The Internal brakes on violent escalation

Why do some ‘extremists’ or ‘extremist groups’ choose not to engage in violence, or only in particular forms of low-level violence? Why is it that even in deeply violent groups there are often thresholds of violence that members rarely if ever cross, even if they apparently have the capability to do so?

This project helps academic researchers and security, law enforcement and intelligence analysts develop a better understanding of decision-making within extremist or terrorist groups/movements by enabling analysis of a largely neglected dimension of their decision-making: the mechanisms through which group members themselves seek to inhibit or set parameters around the adoption of new or more extreme forms of violence – what we refer to as the ‘internal brakes’ on violent escalation.

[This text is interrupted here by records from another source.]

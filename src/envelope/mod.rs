//! Envelope decoding for checkout-completed notifications.
//!
//! Checkout events reach the fulfillment queue through an SNS topic, so every
//! SQS message body is an SNS notification whose `Message` field holds the
//! domain event as a JSON-encoded string:
//!
//! ```text
//! outer envelope: { "Message": "<json-encoded inner payload>", ...other fields ignored }
//! inner payload:  { "UserId": "<uuid>", "GameIds": ["<uuid>", ...] }
//! ```
//!
//! Decoding is two-stage (outer envelope, then inner payload) and has no side
//! effects.

use std::fmt;

use serde::{Deserialize, Serialize};

/// Result type for envelope decoding.
pub type Result<T> = std::result::Result<T, DecodeError>;

/// Errors that can occur while unwrapping a message body.
#[derive(Debug, thiserror::Error)]
pub enum DecodeError {
    #[error("Malformed envelope: {0}")]
    MalformedEnvelope(String),

    #[error("Envelope has no Message field")]
    MissingMessage,

    #[error("Malformed fulfillment payload: {0}")]
    MalformedPayload(String),

    #[error("Fulfillment payload has no UserId")]
    MissingPlayerId,
}

/// UUID-shaped ids (any case, braced, simple or URN form) are kept as
/// lowercase hyphenated text so one id always compares equal to itself.
fn canonical(id: String) -> String {
    match uuid::Uuid::parse_str(&id) {
        Ok(uuid) => uuid.hyphenated().to_string(),
        Err(_) => id,
    }
}

/// Identifier of a player (the buyer of a checkout).
#[derive(Debug, Clone, PartialEq, Eq, Hash, PartialOrd, Ord, Serialize, Deserialize)]
#[serde(from = "String", into = "String")]
pub struct PlayerId(String);

impl PlayerId {
    pub fn new(id: impl Into<String>) -> Self {
        Self(canonical(id.into()))
    }

    pub fn as_str(&self) -> &str {
        &self.0
    }
}

impl fmt::Display for PlayerId {
    fn fmt(&self, f: &mut fmt::Formatter<'_>) -> fmt::Result {
        f.write_str(&self.0)
    }
}

impl From<&str> for PlayerId {
    fn from(id: &str) -> Self {
        Self::new(id)
    }
}

impl From<String> for PlayerId {
    fn from(id: String) -> Self {
        Self::new(id)
    }
}

impl From<PlayerId> for String {
    fn from(id: PlayerId) -> Self {
        id.0
    }
}

/// Identifier of a game listing.
#[derive(Debug, Clone, PartialEq, Eq, Hash, PartialOrd, Ord, Serialize, Deserialize)]
#[serde(from = "String", into = "String")]
pub struct GameId(String);

impl GameId {
    pub fn new(id: impl Into<String>) -> Self {
        Self(canonical(id.into()))
    }

    pub fn as_str(&self) -> &str {
        &self.0
    }
}

impl fmt::Display for GameId {
    fn fmt(&self, f: &mut fmt::Formatter<'_>) -> fmt::Result {
        f.write_str(&self.0)
    }
}

impl From<&str> for GameId {
    fn from(id: &str) -> Self {
        Self::new(id)
    }
}

impl From<String> for GameId {
    fn from(id: String) -> Self {
        Self::new(id)
    }
}

impl From<GameId> for String {
    fn from(id: GameId) -> Self {
        id.0
    }
}

/// SNS notification wrapper. Only `Message` is required.
#[derive(Debug, Clone, Deserialize)]
pub struct SnsEnvelope {
    #[serde(rename = "Message", default)]
    pub message: Option<String>,
    #[serde(rename = "MessageId", default)]
    pub message_id: Option<String>,
    #[serde(rename = "TopicArn", default)]
    pub topic_arn: Option<String>,
}

/// Wire shape of the inner payload.
#[derive(Debug, Serialize, Deserialize)]
struct CheckoutPayload {
    #[serde(rename = "UserId", default)]
    user_id: Option<String>,
    #[serde(rename = "GameIds", default)]
    game_ids: Option<Vec<String>>,
}

/// A completed checkout: the buyer and the games bought in one purchase.
#[derive(Debug, Clone, PartialEq, Eq)]
pub struct FulfillmentEvent {
    pub player_id: PlayerId,
    pub game_ids: Vec<GameId>,
}

impl FulfillmentEvent {
    pub fn new(
        player_id: impl Into<String>,
        game_ids: impl IntoIterator<Item = impl Into<String>>,
    ) -> Self {
        Self {
            player_id: PlayerId::new(player_id),
            game_ids: game_ids.into_iter().map(GameId::new).collect(),
        }
    }

    /// Serialize to the SNS-wrapped wire format carried on the queue.
    pub fn to_envelope_body(&self) -> String {
        let payload = CheckoutPayload {
            user_id: Some(self.player_id.as_str().to_string()),
            game_ids: Some(self.game_ids.iter().map(|g| g.as_str().to_string()).collect()),
        };
        let inner = serde_json::to_string(&payload).unwrap_or_default();
        serde_json::json!({ "Type": "Notification", "Message": inner }).to_string()
    }
}

/// Unwrap an SNS envelope and decode the fulfillment event inside it.
pub fn decode(body: &str) -> Result<FulfillmentEvent> {
    let envelope: SnsEnvelope =
        serde_json::from_str(body).map_err(|e| DecodeError::MalformedEnvelope(e.to_string()))?;

    let inner = envelope.message.ok_or(DecodeError::MissingMessage)?;
    decode_payload(&inner)
}

/// Decode an already-unwrapped checkout payload.
pub fn decode_payload(inner: &str) -> Result<FulfillmentEvent> {
    let payload: CheckoutPayload =
        serde_json::from_str(inner).map_err(|e| DecodeError::MalformedPayload(e.to_string()))?;

    let player_id = payload
        .user_id
        .filter(|id| !id.trim().is_empty())
        .ok_or(DecodeError::MissingPlayerId)?;

    Ok(FulfillmentEvent {
        player_id: PlayerId::new(player_id),
        game_ids: payload
            .game_ids
            .unwrap_or_default()
            .into_iter()
            .map(GameId::new)
            .collect(),
    })
}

In this project we develop a descriptive typology of these internal brakes. We do this by drawing both on a review of the general published literature on decision-making within terrorist or extremist groups, as well as through the development of case studies of three groups/movements with very different ideological underpinnings and characterised by very different levels of violence: the transnational and British jihadi movement between 2001 and 2016; the British extreme right in the 1990s; and the animal liberation movement in the UK from the mid-1970s until the early 2000s.

For academic researchers, the project provides new insight about the dynamics of non- or limited-escalation, a hitherto under-researched issue – and enables the development of formal hypotheses about how ‘internal brakes’ work, where, when and why: a crucial step in gaining a deeper understanding about the patterns of terrorist or extremist activities and how, ultimately, violence can be more effectively inhibited.

For security, intelligence and law enforcement practitioners, the typology provides a tool that can be used to refine understanding about the propensity towards and away from violence by particular groups or sub-groups, and assess how externally applied counter-measures might interact with, and sometime undermine, internal brakes.